■ Available data ■
- - - -
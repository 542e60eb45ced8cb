#![allow(dead_code)]

use std::collections::{BTreeMap, HashMap};
use std::sync::Arc;
use std::sync::Mutex;
use std::sync::atomic::{AtomicBool, AtomicUsize, Ordering};

use async_trait::async_trait;
use bytes::Bytes;
use time::{Duration as TimeDuration, OffsetDateTime};
use tokio::sync::Notify;

use monsterdex::application::catalog::CatalogService;
use monsterdex::application::monsters::{
    CreateMonsterCommand, MonsterImageUpload, MonsterWriteService,
};
use monsterdex::application::repos::{
    CreateMonsterParams, MonsterQueryFilter, MonsterSortField, MonstersRepo, MonstersWriteRepo,
    ReferenceRepo, RepoError, SortDirection, UpdateMonsterParams,
};
use monsterdex::application::storage::{ObjectStore, StorageError};
use monsterdex::cache::{CacheConfig, CacheTrigger, TtlCache};
use monsterdex::domain::entities::{CategoryRecord, MonsterImage, MonsterRecord, TypeRecord};
use monsterdex::domain::monsters::{Actor, ActorRole};

#[derive(Debug, Clone)]
struct StoredMonster {
    id: String,
    name: String,
    category_id: String,
    description: String,
    length: f32,
    weight: u16,
    hp: u16,
    attack: u16,
    defends: u16,
    speed: u16,
    captured: bool,
    image: Option<MonsterImage>,
    created_at: OffsetDateTime,
    updated_at: OffsetDateTime,
}

#[derive(Default)]
struct Tables {
    monsters: BTreeMap<String, StoredMonster>,
    monster_types: Vec<(String, String)>,
}

/// Relational store kept in memory with the same referential checks as the schema.
pub struct MemoryCatalog {
    categories: Vec<CategoryRecord>,
    types: Vec<TypeRecord>,
    tables: Mutex<Tables>,
    sequence: AtomicUsize,
    epoch: OffsetDateTime,
    pub list_reads: AtomicUsize,
    pub find_reads: AtomicUsize,
    pub reference_reads: AtomicUsize,
}

impl Default for MemoryCatalog {
    fn default() -> Self {
        Self::seeded()
    }
}

impl MemoryCatalog {
    pub fn seeded() -> Self {
        Self {
            categories: owned(&[("seed", "Seed"), ("lizard", "Lizard"), ("mouse", "Mouse")])
                .into_iter()
                .map(|(id, name)| CategoryRecord { id, name })
                .collect(),
            types: owned(&[
                ("grass", "Grass"),
                ("poison", "Poison"),
                ("fire", "Fire"),
                ("electric", "Electric"),
            ])
            .into_iter()
            .map(|(id, name)| TypeRecord { id, name })
            .collect(),
            tables: Mutex::new(Tables::default()),
            sequence: AtomicUsize::new(0),
            epoch: OffsetDateTime::UNIX_EPOCH + TimeDuration::days(20_000),
            list_reads: AtomicUsize::new(0),
            find_reads: AtomicUsize::new(0),
            reference_reads: AtomicUsize::new(0),
        }
    }

    pub fn monster_count(&self) -> usize {
        self.tables.lock().expect("tables").monsters.len()
    }

    pub fn association_count(&self) -> usize {
        self.tables.lock().expect("tables").monster_types.len()
    }

    fn tick(&self) -> OffsetDateTime {
        let step = self.sequence.fetch_add(1, Ordering::SeqCst) as i64;
        self.epoch + TimeDuration::seconds(step)
    }

    fn check_references(&self, category_id: &str, type_ids: &[String]) -> Result<(), RepoError> {
        if !self.categories.iter().any(|category| category.id == category_id) {
            return Err(RepoError::ConstraintViolation {
                constraint: "monsters_category_id_fkey".to_string(),
            });
        }
        if let Some(missing) = type_ids
            .iter()
            .find(|id| !self.types.iter().any(|ty| &ty.id == *id))
        {
            return Err(RepoError::ConstraintViolation {
                constraint: format!("monster_types_type_id_fkey ({missing})"),
            });
        }
        Ok(())
    }

    fn hydrate(&self, tables: &Tables, stored: &StoredMonster) -> MonsterRecord {
        let category = self
            .categories
            .iter()
            .find(|category| category.id == stored.category_id)
            .cloned()
            .unwrap_or_else(|| CategoryRecord {
                id: stored.category_id.clone(),
                name: String::new(),
            });
        let mut types: Vec<TypeRecord> = tables
            .monster_types
            .iter()
            .filter(|(monster_id, _)| monster_id == &stored.id)
            .filter_map(|(_, type_id)| self.types.iter().find(|ty| &ty.id == type_id).cloned())
            .collect();
        types.sort_by(|a, b| a.name.cmp(&b.name).then_with(|| a.id.cmp(&b.id)));

        MonsterRecord {
            id: stored.id.clone(),
            name: stored.name.clone(),
            category,
            description: stored.description.clone(),
            length: stored.length,
            weight: stored.weight,
            hp: stored.hp,
            attack: stored.attack,
            defends: stored.defends,
            speed: stored.speed,
            captured: stored.captured,
            image: stored.image.clone(),
            types,
            created_at: stored.created_at,
            updated_at: stored.updated_at,
        }
    }

    fn replace_types(tables: &mut Tables, id: &str, type_ids: &[String]) {
        tables.monster_types.retain(|(monster_id, _)| monster_id != id);
        for type_id in type_ids {
            let pair = (id.to_string(), type_id.clone());
            if !tables.monster_types.contains(&pair) {
                tables.monster_types.push(pair);
            }
        }
    }
}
- - - -
Reply with one number: the count of lines in the entries that include the word "struct".

3